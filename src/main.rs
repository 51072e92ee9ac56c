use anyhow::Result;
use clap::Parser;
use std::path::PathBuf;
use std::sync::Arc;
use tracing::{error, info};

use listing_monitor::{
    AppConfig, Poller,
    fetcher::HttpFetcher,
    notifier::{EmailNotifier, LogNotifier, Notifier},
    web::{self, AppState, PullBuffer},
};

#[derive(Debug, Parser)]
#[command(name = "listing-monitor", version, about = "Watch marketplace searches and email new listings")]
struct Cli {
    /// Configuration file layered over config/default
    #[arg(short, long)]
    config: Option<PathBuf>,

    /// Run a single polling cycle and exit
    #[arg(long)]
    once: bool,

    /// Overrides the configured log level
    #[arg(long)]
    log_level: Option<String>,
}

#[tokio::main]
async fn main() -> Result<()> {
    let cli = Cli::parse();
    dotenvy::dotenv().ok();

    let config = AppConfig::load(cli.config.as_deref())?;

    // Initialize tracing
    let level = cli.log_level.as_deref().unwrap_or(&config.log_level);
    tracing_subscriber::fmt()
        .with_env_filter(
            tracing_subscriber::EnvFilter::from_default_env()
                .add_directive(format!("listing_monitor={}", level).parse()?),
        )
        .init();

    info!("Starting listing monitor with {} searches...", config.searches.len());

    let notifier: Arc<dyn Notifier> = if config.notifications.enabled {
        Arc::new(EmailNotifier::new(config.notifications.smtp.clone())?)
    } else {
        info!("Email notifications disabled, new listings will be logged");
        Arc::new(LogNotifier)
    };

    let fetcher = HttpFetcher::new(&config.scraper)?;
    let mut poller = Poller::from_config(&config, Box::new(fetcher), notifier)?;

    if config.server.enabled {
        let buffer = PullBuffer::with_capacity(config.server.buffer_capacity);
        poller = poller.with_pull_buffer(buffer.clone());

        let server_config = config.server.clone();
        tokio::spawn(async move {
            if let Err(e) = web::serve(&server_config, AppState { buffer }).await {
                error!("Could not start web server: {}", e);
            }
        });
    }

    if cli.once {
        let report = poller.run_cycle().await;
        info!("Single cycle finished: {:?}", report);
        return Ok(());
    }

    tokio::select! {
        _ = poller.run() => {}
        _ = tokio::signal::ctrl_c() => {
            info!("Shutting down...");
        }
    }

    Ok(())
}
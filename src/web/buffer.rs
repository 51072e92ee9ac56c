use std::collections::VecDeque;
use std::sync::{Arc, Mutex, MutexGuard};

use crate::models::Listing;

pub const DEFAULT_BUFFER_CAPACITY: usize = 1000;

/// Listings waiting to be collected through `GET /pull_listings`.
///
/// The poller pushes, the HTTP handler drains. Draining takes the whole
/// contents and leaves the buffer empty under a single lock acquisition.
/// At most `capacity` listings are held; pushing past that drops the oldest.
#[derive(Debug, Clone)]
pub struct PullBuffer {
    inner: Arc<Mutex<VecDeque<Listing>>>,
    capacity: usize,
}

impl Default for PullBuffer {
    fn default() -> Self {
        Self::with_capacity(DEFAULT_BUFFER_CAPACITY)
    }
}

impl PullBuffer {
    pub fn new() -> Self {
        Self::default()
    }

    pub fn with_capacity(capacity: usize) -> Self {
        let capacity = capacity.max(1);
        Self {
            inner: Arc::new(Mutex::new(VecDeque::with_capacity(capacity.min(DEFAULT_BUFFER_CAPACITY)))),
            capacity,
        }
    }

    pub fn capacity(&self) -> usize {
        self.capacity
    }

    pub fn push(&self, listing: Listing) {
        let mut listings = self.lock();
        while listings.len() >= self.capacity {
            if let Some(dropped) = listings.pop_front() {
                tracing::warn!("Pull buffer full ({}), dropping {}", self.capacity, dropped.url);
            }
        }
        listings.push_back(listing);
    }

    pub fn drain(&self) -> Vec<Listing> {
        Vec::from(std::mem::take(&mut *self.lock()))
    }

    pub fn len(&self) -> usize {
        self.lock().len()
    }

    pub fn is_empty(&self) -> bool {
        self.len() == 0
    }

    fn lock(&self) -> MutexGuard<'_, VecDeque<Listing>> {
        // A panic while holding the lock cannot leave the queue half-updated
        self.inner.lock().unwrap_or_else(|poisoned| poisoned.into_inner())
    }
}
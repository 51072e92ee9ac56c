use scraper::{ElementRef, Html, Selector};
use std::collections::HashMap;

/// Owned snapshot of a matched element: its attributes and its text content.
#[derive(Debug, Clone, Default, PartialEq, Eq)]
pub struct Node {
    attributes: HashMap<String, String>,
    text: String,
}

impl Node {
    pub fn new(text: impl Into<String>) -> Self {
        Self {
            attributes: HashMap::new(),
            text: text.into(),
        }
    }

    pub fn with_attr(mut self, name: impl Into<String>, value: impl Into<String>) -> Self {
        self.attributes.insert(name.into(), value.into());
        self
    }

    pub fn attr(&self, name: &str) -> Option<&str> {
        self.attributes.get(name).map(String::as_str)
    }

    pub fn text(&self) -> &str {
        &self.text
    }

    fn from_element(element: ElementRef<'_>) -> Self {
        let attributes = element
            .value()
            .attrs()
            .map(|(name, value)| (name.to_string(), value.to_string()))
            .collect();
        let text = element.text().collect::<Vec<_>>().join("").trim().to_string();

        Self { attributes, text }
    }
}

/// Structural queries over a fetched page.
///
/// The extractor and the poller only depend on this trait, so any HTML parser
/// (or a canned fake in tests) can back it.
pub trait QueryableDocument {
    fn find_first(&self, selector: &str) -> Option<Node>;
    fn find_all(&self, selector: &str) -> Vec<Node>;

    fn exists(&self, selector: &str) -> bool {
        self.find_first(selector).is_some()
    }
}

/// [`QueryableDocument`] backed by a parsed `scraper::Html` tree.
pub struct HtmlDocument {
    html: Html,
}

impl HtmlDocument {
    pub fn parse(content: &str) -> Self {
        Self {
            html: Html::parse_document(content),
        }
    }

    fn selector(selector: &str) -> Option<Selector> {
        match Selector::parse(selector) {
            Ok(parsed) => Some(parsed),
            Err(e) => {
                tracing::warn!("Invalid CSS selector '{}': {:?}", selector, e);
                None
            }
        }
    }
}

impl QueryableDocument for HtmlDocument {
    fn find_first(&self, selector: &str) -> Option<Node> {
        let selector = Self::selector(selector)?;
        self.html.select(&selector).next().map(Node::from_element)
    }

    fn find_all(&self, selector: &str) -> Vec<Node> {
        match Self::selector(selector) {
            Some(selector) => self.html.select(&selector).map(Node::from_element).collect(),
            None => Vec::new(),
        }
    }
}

...

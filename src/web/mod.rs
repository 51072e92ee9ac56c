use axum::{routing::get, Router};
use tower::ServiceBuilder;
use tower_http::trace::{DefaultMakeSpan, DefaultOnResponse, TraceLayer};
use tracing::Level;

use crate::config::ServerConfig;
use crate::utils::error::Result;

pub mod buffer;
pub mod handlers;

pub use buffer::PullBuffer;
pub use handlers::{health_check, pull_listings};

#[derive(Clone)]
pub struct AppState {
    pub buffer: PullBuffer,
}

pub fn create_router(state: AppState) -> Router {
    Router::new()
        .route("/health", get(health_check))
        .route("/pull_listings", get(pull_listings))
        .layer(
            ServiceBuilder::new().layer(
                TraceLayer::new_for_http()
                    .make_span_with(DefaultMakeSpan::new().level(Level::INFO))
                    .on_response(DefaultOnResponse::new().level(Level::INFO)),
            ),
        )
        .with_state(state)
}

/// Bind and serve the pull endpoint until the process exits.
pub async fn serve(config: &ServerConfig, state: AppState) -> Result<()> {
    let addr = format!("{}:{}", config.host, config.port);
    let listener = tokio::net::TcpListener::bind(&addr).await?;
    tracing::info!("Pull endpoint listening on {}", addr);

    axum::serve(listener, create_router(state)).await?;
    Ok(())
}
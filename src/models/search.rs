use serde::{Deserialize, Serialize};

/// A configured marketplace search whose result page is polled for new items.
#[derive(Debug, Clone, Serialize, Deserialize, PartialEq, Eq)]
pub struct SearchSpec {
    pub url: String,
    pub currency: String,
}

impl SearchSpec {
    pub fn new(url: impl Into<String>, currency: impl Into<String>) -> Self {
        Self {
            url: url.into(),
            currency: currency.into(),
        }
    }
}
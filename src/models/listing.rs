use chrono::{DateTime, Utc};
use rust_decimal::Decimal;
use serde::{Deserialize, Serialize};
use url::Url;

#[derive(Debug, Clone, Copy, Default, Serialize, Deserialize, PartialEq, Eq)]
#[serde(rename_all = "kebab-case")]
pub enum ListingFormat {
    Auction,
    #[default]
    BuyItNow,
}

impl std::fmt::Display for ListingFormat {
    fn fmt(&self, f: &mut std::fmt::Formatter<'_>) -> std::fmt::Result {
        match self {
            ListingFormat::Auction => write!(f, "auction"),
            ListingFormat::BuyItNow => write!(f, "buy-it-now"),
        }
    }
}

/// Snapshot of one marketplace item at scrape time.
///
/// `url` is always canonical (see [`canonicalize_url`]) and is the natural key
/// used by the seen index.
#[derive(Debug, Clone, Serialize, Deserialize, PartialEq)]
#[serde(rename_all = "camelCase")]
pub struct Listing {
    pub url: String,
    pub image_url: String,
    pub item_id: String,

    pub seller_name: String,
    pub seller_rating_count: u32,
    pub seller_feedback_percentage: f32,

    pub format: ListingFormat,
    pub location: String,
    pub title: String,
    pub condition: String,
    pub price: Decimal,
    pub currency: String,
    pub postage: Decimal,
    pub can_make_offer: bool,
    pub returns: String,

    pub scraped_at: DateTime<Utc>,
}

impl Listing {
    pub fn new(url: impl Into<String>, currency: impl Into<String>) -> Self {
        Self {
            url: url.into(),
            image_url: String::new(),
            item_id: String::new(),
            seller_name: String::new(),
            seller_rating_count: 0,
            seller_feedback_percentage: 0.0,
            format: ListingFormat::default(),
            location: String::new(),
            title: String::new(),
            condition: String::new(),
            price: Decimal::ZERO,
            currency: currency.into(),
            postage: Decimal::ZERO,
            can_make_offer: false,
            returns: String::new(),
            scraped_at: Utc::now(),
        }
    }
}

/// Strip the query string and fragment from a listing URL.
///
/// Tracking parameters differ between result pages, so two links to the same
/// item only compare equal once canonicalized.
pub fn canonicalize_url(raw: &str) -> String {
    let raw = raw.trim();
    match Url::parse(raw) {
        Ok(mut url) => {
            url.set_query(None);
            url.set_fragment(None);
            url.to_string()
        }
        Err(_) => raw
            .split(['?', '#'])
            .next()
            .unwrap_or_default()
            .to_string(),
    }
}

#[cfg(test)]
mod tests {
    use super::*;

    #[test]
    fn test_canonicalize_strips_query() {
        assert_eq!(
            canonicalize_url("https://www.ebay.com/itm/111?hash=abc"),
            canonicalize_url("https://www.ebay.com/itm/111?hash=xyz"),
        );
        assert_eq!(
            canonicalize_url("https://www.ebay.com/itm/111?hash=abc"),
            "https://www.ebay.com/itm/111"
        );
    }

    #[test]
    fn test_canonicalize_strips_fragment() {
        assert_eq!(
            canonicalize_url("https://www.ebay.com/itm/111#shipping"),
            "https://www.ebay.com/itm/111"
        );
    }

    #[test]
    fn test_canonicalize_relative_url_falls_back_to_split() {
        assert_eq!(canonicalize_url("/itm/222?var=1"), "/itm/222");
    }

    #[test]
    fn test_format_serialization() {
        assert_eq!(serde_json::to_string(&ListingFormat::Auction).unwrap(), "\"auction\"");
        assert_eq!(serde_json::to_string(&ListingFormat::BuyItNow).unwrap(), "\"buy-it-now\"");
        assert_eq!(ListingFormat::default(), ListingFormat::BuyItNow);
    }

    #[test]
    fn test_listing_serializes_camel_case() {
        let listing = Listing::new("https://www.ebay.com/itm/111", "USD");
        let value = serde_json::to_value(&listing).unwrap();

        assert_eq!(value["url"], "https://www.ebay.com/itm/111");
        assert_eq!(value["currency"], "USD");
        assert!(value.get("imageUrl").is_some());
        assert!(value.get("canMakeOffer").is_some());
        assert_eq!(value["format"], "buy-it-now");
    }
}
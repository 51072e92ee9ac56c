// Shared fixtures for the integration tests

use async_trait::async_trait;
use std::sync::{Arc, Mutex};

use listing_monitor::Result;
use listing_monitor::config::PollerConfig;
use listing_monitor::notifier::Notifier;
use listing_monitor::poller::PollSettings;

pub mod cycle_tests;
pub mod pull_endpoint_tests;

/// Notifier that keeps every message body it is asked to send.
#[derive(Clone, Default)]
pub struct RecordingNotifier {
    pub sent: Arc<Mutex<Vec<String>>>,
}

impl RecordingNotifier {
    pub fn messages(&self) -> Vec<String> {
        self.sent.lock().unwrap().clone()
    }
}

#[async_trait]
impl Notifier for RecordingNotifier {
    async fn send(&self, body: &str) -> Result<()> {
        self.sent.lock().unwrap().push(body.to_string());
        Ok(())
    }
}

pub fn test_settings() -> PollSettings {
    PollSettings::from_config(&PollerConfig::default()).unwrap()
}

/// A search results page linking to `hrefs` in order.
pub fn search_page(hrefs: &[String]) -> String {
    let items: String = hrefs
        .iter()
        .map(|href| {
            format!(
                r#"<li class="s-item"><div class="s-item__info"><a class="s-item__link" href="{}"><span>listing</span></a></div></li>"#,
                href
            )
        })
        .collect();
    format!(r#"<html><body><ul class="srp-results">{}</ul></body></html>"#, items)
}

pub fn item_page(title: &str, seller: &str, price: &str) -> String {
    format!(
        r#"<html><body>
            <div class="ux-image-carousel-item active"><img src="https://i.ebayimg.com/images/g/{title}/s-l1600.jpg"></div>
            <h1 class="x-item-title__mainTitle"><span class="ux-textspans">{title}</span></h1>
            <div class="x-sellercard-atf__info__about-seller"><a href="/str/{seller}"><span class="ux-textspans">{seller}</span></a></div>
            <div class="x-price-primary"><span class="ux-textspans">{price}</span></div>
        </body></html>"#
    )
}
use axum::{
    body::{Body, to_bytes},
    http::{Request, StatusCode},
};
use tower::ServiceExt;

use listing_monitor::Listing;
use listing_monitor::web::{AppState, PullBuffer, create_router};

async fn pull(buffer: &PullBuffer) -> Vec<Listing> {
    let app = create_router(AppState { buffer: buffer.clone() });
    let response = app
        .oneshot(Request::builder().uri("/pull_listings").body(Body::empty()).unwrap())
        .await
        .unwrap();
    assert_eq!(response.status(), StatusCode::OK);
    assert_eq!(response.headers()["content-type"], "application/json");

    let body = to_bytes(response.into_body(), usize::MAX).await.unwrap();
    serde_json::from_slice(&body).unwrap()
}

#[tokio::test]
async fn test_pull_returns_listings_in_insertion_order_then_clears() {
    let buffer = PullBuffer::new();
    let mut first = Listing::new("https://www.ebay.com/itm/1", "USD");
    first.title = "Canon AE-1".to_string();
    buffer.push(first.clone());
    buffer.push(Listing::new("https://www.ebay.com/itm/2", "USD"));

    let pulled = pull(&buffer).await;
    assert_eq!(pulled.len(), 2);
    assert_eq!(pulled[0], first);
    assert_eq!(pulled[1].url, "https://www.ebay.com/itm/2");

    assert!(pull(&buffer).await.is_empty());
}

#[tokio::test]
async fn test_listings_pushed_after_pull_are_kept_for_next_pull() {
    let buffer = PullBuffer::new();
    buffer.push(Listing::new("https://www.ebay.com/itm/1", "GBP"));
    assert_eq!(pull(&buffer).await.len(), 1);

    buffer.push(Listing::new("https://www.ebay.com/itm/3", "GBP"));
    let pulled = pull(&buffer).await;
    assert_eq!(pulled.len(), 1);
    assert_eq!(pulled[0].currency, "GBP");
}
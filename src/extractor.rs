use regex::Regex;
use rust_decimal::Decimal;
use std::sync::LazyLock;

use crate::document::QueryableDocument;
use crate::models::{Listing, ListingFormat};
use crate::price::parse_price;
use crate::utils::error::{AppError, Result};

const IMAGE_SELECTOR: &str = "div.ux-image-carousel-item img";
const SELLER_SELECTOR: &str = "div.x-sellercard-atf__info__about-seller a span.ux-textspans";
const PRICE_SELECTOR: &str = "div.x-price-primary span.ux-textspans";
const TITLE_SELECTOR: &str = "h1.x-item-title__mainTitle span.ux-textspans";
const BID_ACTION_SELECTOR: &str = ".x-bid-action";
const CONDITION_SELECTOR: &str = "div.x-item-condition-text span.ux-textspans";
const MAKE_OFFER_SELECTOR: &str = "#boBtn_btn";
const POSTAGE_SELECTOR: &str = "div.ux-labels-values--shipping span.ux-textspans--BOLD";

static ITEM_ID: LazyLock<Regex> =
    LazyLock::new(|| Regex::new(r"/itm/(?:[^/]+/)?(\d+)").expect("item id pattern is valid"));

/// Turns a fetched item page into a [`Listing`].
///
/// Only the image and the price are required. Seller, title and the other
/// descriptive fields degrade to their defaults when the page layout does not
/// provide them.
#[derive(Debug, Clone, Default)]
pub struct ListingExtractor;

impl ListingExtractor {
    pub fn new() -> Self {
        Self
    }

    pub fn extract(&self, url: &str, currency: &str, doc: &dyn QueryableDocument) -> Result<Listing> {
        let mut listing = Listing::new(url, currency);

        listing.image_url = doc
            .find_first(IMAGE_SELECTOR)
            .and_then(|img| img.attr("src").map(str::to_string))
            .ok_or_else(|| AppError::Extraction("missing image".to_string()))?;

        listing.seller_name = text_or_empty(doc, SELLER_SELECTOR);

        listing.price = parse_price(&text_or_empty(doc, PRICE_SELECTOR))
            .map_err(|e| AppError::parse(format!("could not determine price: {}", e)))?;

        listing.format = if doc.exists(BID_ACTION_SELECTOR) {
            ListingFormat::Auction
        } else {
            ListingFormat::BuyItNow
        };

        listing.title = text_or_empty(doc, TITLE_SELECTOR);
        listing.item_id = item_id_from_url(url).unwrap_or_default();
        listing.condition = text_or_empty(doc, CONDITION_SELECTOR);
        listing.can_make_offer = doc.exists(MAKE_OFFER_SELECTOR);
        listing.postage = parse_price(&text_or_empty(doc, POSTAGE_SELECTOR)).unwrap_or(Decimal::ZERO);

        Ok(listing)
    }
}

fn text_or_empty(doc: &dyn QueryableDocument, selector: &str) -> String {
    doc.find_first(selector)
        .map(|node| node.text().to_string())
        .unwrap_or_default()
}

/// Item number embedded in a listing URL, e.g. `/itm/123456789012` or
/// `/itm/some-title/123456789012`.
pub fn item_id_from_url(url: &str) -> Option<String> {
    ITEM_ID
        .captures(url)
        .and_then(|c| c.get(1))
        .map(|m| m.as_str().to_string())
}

...

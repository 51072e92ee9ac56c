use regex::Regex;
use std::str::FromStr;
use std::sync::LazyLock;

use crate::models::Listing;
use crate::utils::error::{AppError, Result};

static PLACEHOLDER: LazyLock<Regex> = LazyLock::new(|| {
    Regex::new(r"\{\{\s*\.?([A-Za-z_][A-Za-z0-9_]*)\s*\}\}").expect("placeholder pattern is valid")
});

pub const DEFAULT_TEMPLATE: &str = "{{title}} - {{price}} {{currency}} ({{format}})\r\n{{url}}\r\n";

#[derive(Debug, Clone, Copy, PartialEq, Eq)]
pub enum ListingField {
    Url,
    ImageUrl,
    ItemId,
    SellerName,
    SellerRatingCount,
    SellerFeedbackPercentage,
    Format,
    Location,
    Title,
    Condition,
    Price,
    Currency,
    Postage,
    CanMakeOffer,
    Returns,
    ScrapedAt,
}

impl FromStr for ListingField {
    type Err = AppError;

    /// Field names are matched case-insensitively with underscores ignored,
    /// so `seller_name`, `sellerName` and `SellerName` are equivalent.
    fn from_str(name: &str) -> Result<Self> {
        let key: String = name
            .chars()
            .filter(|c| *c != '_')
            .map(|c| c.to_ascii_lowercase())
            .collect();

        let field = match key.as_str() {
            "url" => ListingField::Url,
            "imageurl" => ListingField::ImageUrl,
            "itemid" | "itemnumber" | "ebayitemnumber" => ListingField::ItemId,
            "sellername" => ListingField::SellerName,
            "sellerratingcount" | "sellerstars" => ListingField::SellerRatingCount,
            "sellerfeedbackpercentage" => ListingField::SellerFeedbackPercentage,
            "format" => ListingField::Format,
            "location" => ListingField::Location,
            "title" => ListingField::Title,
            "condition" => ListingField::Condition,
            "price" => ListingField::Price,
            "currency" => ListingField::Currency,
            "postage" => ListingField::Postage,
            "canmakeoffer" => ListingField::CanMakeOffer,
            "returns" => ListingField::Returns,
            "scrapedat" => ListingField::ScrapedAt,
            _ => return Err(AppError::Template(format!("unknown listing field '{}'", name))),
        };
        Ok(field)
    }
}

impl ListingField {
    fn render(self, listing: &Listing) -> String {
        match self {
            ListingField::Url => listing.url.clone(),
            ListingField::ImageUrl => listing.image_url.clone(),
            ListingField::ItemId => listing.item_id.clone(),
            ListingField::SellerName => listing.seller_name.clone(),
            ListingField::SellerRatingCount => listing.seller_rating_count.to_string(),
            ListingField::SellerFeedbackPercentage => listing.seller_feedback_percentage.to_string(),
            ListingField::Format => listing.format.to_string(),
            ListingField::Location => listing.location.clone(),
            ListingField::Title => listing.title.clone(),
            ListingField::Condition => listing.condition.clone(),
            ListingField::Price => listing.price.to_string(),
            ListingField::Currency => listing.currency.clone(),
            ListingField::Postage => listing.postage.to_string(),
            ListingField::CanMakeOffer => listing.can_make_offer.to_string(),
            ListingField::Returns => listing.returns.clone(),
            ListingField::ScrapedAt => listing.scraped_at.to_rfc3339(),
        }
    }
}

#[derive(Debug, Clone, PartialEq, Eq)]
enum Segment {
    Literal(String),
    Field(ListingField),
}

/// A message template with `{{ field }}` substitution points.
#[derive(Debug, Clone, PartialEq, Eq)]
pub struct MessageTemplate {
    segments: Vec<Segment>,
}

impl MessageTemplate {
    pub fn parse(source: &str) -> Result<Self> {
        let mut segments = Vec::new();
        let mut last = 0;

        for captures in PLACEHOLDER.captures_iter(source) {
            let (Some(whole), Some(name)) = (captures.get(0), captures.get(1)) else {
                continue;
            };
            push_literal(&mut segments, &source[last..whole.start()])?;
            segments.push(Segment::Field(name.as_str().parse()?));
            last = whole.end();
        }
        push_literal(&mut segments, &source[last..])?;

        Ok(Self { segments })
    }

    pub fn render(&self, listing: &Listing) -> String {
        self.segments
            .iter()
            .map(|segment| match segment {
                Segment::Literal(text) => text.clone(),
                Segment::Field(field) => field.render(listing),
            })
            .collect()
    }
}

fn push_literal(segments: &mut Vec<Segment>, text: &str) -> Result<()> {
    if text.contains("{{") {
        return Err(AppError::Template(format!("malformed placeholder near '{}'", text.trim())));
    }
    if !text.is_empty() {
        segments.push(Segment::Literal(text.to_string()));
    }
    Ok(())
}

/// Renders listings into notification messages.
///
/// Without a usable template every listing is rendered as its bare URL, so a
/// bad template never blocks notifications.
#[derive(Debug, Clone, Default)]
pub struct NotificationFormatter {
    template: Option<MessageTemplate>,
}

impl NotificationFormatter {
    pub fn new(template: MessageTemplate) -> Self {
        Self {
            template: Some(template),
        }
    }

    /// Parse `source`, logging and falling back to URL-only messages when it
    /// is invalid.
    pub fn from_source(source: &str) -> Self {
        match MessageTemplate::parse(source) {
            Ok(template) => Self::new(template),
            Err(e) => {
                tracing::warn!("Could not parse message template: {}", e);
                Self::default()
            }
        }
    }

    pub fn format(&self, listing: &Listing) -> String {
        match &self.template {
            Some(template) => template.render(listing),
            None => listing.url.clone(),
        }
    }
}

## ACTION ITEM
Using the records above, copy word for word the line with "fn find_first(&self, selector: &str) -> Option<Node>;", the line with "pub fn parse(content: &str)", and every line between them.

## OUTPUT OF THE EXERCISE
    fn find_first(&self, selector: &str) -> Option<Node>;
    fn find_all(&self, selector: &str) -> Vec<Node>;

    fn exists(&self, selector: &str) -> bool {
        self.find_first(selector).is_some()
    }
}

/// [`QueryableDocument`] backed by a parsed `scraper::Html` tree.
pub struct HtmlDocument {
    html: Html,
}

impl HtmlDocument {
    pub fn parse(content: &str) -> Self {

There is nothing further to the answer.